Towards a Quantum Model of Life:

Big Data, Topology and Field Theory

Mario Rasetti

Fondazione ISI, Via Alassio 11C, Torino Italy


No microscopic interaction or reaction exists in living matter that does not follow the laws of ordinary quantum physics and chemistry. Also, living matter is complex: biological functions appear on stage only associated with structurally complex forms. Finally, what is special about living matter is the evolution of those constraints that harness the execution of collective functions, evolving hierarchies of collective order while inert matter evolves disorder. To give rise to life, molecules must be able to function symbolically, i.e. to operate as records, codes, signals. Here we deal with the question as how a molecule becomes a message; how large and complex a system must be to support life; how communication between molecules can be distinguished from the interactions between molecules which account for their states of motion.

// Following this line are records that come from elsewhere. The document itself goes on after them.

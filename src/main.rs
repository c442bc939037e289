use anyhow::{anyhow, Context};
use clap::Parser;
use recon_hunter::cli::{Cli, Commands, OutputFormatter};
use recon_hunter::core::{Config, ReconModule, ScanReport};
use recon_hunter::modules::{self, ModuleContext, MODULE_NAMES};
use tracing::info;

#[tokio::main]
async fn main() {
    let cli = Cli::parse();

    // Initialize logging
    let log_level = if cli.verbose { "debug" } else { "info" };
    tracing_subscriber::fmt()
        .with_env_filter(log_level)
        .with_target(false)
        .init();

    OutputFormatter::print_banner();

    if let Err(e) = execute_command(cli.command).await {
        OutputFormatter::print_error(&format!("Error: {:#}", e));
        std::process::exit(1);
    }
}

async fn execute_command(command: Commands) -> anyhow::Result<()> {
    match command {
        Commands::Run {
            module,
            target,
            save,
        } => run_command(&module, &target, save).await,
        Commands::All { target, save } => all_command(&target, save).await,
        Commands::List => {
            list_command();
            Ok(())
        }
    }
}

fn build_context() -> ModuleContext {
    let config = Config::load();
    let ctx = ModuleContext::new(config);
    ctx.config.validate(ctx.logger.as_ref());
    ctx
}

async fn run_command(name: &str, target: &str, save: bool) -> anyhow::Result<()> {
    let ctx = build_context();
    let module = modules::get_module(name, &ctx).ok_or_else(|| {
        anyhow!(
            "Unknown module: {} (available: {})",
            name,
            MODULE_NAMES.join(", ")
        )
    })?;

    OutputFormatter::print_ethical_warning();
    OutputFormatter::print_module_start(module.name(), target);

    let outcome = modules::run_module(module.as_ref(), target).await;
    finish(&ctx, ScanReport::new(target, vec![outcome]), name, save)
}

async fn all_command(target: &str, save: bool) -> anyhow::Result<()> {
    let ctx = build_context();
    let selected: Vec<Box<dyn ReconModule>> = modules::all_modules(&ctx)
        .into_iter()
        .map(|(_, module)| module)
        .collect();

    OutputFormatter::print_ethical_warning();
    for module in &selected {
        OutputFormatter::print_module_start(module.name(), target);
    }

    let outcomes = modules::run_all(&selected, target).await;
    finish(&ctx, ScanReport::new(target, outcomes), "all", save)
}

fn finish(ctx: &ModuleContext, report: ScanReport, label: &str, save: bool) -> anyhow::Result<()> {
    OutputFormatter::print_summary(&report);

    if save {
        let path = report
            .save(&ctx.config.output_dir, label)
            .with_context(|| format!("failed to save report to {}", ctx.config.output_dir.display()))?;
        info!("Report written to {}", path.display());
        OutputFormatter::print_success(&format!("Results saved to {}", path.display()));
    }

    Ok(())
}

fn list_command() {
    OutputFormatter::print_info("Available Modules:");
    let ctx = ModuleContext::new(Config::default());
    for (key, module) in modules::all_modules(&ctx) {
        OutputFormatter::print_module(key, module.name(), module.description());
    }
    println!();
}
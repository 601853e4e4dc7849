//! Bidirectional room index.
//!
//! Holds both directions of the membership relation in one structure so
//! `client ∈ members(room) ⇔ room ∈ rooms_of(client)` is maintained by every
//! mutation. No locking here; the hub owns the only instance.

use std::collections::{HashMap, HashSet};

use super::client::ClientId;

/// Room every registered client belongs to
pub const GLOBAL: &str = "global";

pub fn team(team_id: &str) -> String {
    format!("team:{team_id}")
}

pub fn channel(channel_id: &str) -> String {
    format!("channel:{channel_id}")
}

#[derive(Debug, Default)]
pub struct RoomIndex {
    rooms: HashMap<String, HashSet<ClientId>>,
    memberships: HashMap<ClientId, HashSet<String>>,
}

impl RoomIndex {
    pub fn new() -> Self {
        Self::default()
    }

    /// Returns `true` if the client was not already a member.
    pub fn join(&mut self, client: ClientId, room: &str) -> bool {
        let inserted = self
            .rooms
            .entry(room.to_string())
            .or_default()
            .insert(client);
        self.memberships
            .entry(client)
            .or_default()
            .insert(room.to_string());
        inserted
    }

    /// Returns `true` if the client was a member. Empty rooms are dropped.
    pub fn leave(&mut self, client: ClientId, room: &str) -> bool {
        let removed = match self.rooms.get_mut(room) {
            Some(members) => {
                let removed = members.remove(&client);
                if members.is_empty() {
                    self.rooms.remove(room);
                }
                removed
            }
            None => false,
        };

        if let Some(rooms) = self.memberships.get_mut(&client) {
            rooms.remove(room);
            if rooms.is_empty() {
                self.memberships.remove(&client);
            }
        }

        removed
    }

    /// Removes the client from every room, returning the rooms it left.
    pub fn leave_all(&mut self, client: ClientId) -> Vec<String> {
        let Some(rooms) = self.memberships.remove(&client) else {
            return Vec::new();
        };

        for room in &rooms {
            if let Some(members) = self.rooms.get_mut(room) {
                members.remove(&client);
                if members.is_empty() {
                    self.rooms.remove(room);
                }
            }
        }

        rooms.into_iter().collect()
    }

    pub fn members(&self, room: &str) -> impl Iterator<Item = &ClientId> + '_ {
        self.rooms.get(room).into_iter().flatten()
    }

    pub fn member_count(&self, room: &str) -> usize {
        self.rooms.get(room).map(HashSet::len).unwrap_or(0)
    }

    pub fn contains(&self, room: &str, client: ClientId) -> bool {
        self.rooms
            .get(room)
            .map(|members| members.contains(&client))
            .unwrap_or(false)
    }

    pub fn rooms_of(&self, client: ClientId) -> Vec<String> {
        let mut rooms: Vec<String> = self
            .memberships
            .get(&client)
            .map(|rooms| rooms.iter().cloned().collect())
            .unwrap_or_default();
        rooms.sort();
        rooms
    }

    pub fn room_count(&self) -> usize {
        self.rooms.len()
    }

    pub fn is_empty(&self) -> bool {
        self.rooms.is_empty() && self.memberships.is_empty()
    }
}

#[cfg(test)]
mod tests {
    use super::*;

    /// Both directions of the relation must agree.
    fn assert_symmetric(index: &RoomIndex) {
        for (room, members) in &index.rooms {
            assert!(!members.is_empty(), "empty room {room} left behind");
            for client in members {
                assert!(index.memberships[client].contains(room));
            }
        }
        for (client, rooms) in &index.memberships {
            assert!(!rooms.is_empty());
            for room in rooms {
                assert!(index.rooms[room].contains(client));
            }
        }
    }

    #[test]
    fn test_room_names() {
        assert_eq!(team("T1"), "team:T1");
        assert_eq!(channel("c-42"), "channel:c-42");
    }

    #[test]
    fn test_join_creates_room_lazily() {
        let mut index = RoomIndex::new();
        let a = ClientId::new();

        assert_eq!(index.room_count(), 0);
        assert!(index.join(a, "team:T1"));
        assert!(!index.join(a, "team:T1"));
        assert_eq!(index.member_count("team:T1"), 1);
        assert!(index.contains("team:T1", a));
        assert_symmetric(&index);
    }

    #[test]
    fn test_leave_last_member_deletes_room() {
        let mut index = RoomIndex::new();
        let a = ClientId::new();
        let b = ClientId::new();

        index.join(a, "channel:x");
        index.join(b, "channel:x");
        assert!(index.leave(a, "channel:x"));
        assert_eq!(index.room_count(), 1);
        assert!(index.leave(b, "channel:x"));
        assert_eq!(index.room_count(), 0);
        assert!(index.is_empty());
        assert!(!index.leave(b, "channel:x"));
    }

    #[test]
    fn test_leave_all() {
        let mut index = RoomIndex::new();
        let a = ClientId::new();
        let b = ClientId::new();

        index.join(a, GLOBAL);
        index.join(a, "team:T1");
        index.join(b, GLOBAL);

        let mut left = index.leave_all(a);
        left.sort();
        assert_eq!(left, vec!["global".to_string(), "team:T1".to_string()]);
        assert!(index.rooms_of(a).is_empty());
        assert_eq!(index.member_count(GLOBAL), 1);
        assert_eq!(index.room_count(), 1);
        assert_symmetric(&index);

        assert!(index.leave_all(a).is_empty());
    }

    #[test]
    fn test_members_of_unknown_room() {
        let index = RoomIndex::new();
        assert_eq!(index.members("nope").count(), 0);
    }
}
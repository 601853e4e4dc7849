//! Prometheus metrics for the hub
//!
//! Tracks live connections and rooms, delivery outcomes and discarded
//! inbound frames.

use prometheus::{
    register_int_counter, register_int_counter_vec, register_int_gauge, Encoder, IntCounter,
    IntCounterVec, IntGauge, TextEncoder,
};

lazy_static::lazy_static! {
    /// Connections currently registered with the hub
    static ref HUB_CONNECTIONS: IntGauge = register_int_gauge!(
        "realtime_hub_connections",
        "Registered WebSocket connections"
    ).expect("Prometheus metrics registration should succeed at startup");

    /// Rooms with at least one member
    static ref HUB_ROOMS: IntGauge = register_int_gauge!(
        "realtime_hub_rooms",
        "Non-empty rooms in the room index"
    ).expect("Prometheus metrics registration should succeed at startup");

    static ref ENVELOPES_DELIVERED: IntCounter = register_int_counter!(
        "realtime_hub_envelopes_delivered_total",
        "Envelopes enqueued onto a client's outbound queue"
    ).expect("Prometheus metrics registration should succeed at startup");

    /// Deliveries dropped because a client queue was full or closed
    static ref ENVELOPES_DROPPED: IntCounterVec = register_int_counter_vec!(
        "realtime_hub_envelopes_dropped_total",
        "Envelopes dropped before reaching a client queue",
        &["reason"]
    ).expect("Prometheus metrics registration should succeed at startup");

    static ref INBOUND_DISCARDED: IntCounterVec = register_int_counter_vec!(
        "realtime_hub_inbound_discarded_total",
        "Inbound frames logged and skipped",
        &["reason"]
    ).expect("Prometheus metrics registration should succeed at startup");
}

pub(crate) fn set_registry_size(connections: usize, rooms: usize) {
    HUB_CONNECTIONS.set(connections as i64);
    HUB_ROOMS.set(rooms as i64);
}

pub(crate) fn record_delivered(count: usize) {
    ENVELOPES_DELIVERED.inc_by(count as u64);
}

pub(crate) fn record_dropped(reason: &str, count: usize) {
    ENVELOPES_DROPPED
        .with_label_values(&[reason])
        .inc_by(count as u64);
}

pub(crate) fn record_inbound_discarded(reason: &str) {
    INBOUND_DISCARDED.with_label_values(&[reason]).inc();
}

/// Renders every registered metric in the Prometheus text format.
pub fn gather_text() -> String {
    let encoder = TextEncoder::new();
    let mut buffer = Vec::new();
    if let Err(e) = encoder.encode(&prometheus::gather(), &mut buffer) {
        tracing::error!(error = %e, "failed to encode metrics");
        return String::new();
    }
    String::from_utf8(buffer).unwrap_or_default()
}
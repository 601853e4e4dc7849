pub mod message_sink;

pub use message_sink::{LoggingMessageSink, MessageSink, NoopMessageSink};
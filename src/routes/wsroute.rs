//! WebSocket entry point: accepts TCP connections, performs the upgrade,
//! resolves the caller's identity and hands the socket to the hub.

use std::time::Duration;

use tokio::io::{AsyncRead, AsyncWrite};
use tokio::net::TcpListener;
use tokio_tungstenite::accept_hdr_async_with_config;
use tokio_tungstenite::tungstenite::handshake::server::{ErrorResponse, Request, Response};
use tokio_tungstenite::tungstenite::protocol::frame::coding::CloseCode;
use tokio_tungstenite::tungstenite::protocol::CloseFrame;

use crate::error::{AppError, AppResult};
use crate::middleware::auth::{extract_token, resolve_identity};
use crate::state::AppState;
use crate::websocket::{serve_connection, Client, PumpExit};

const ACCEPT_BACKOFF: Duration = Duration::from_millis(100);

/// Accept loop for the WebSocket port. Each connection runs in its own task.
pub async fn run_ws_listener(listener: TcpListener, state: AppState) -> AppResult<()> {
    let local = listener
        .local_addr()
        .map_err(|e| AppError::StartServer(format!("ws listener: {e}")))?;
    tracing::info!(%local, "websocket listener ready");

    loop {
        let (stream, peer) = match listener.accept().await {
            Ok(conn) => conn,
            Err(e) => {
                tracing::warn!(error = %e, "failed to accept connection");
                tokio::time::sleep(ACCEPT_BACKOFF).await;
                continue;
            }
        };
        if let Err(e) = stream.set_nodelay(true) {
            tracing::debug!(%peer, error = %e, "could not set TCP_NODELAY");
        }

        let state = state.clone();
        tokio::spawn(async move {
            match accept_socket(stream, state).await {
                Ok(_) => {}
                Err(AppError::Unauthorized) => {
                    tracing::debug!(%peer, "connection refused: unauthorized")
                }
                Err(e) => tracing::debug!(%peer, error = %e, "connection not established"),
            }
        });
    }
}

/// Upgrades one stream and serves it until it closes.
///
/// The token is read from the `token` query parameter or the
/// `Authorization` header during the handshake. When the anonymous policy
/// rejects the caller the socket is closed with 1008 and never registered.
pub async fn accept_socket<S>(stream: S, state: AppState) -> AppResult<PumpExit>
where
    S: AsyncRead + AsyncWrite + Unpin,
{
    let pump_config = state.pump_config();
    let mut token: Option<String> = None;

    let callback = |req: &Request, resp: Response| -> Result<Response, ErrorResponse> {
        let authorization = req
            .headers()
            .get("authorization")
            .and_then(|v| v.to_str().ok());
        token = extract_token(req.uri().query(), authorization);
        Ok(resp)
    };

    let mut socket =
        accept_hdr_async_with_config(stream, callback, Some(pump_config.socket_config()))
            .await
            .map_err(|e| AppError::BadRequest(format!("websocket handshake: {e}")))?;

    let identity = match resolve_identity(
        state.verifier.as_ref(),
        token.as_deref(),
        state.config.websocket.anonymous_policy,
    )
    .await
    {
        Ok(identity) => identity,
        Err(e) => {
            let frame = CloseFrame {
                code: CloseCode::Policy,
                reason: "unauthorized".into(),
            };
            let _ = tokio::time::timeout(pump_config.write_wait, socket.close(Some(frame))).await;
            return Err(e);
        }
    };

    let (client, outbound) = Client::new(identity, pump_config.queue_capacity);
    tracing::debug!(client_id = %client.id(), user_id = %client.user_id(), "websocket upgraded");

    Ok(serve_connection(
        state.hub.clone(),
        client,
        outbound,
        socket,
        pump_config,
        state.sink.clone(),
    )
    .await)
}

We argue that a molecule does not become a message only because of its shape or structure, but in the wider context of the system of physical constraints (a "symmetry") whereby information plays a dynamical role. Living molecules extract information from large sets of data and manipulate it. The goal is thus to understand a higher level: not molecular structures, but the structure of the language molecules mutually communicate with. The aim is to construct a virtual Turing-like machine accounting for life. This goal is approached in five steps: i) characterize living vs. inert matter in terms of structural features; ii) prove that quantum mechanics, capable as it is to account for states able to encode, evolve and transfer information, can account for life; iii) try and understand whence living matter derives its ability to handle data: topological methods appear to be the (only) answer; iv) build – inspired by the spin network quantum automaton scheme for information manipulation, and based on the topology of data space – a quantum topological field theory associated with living matter, able to treat large data sets; v) represent, essentially through its symmetries, the characterizing features of such field theory.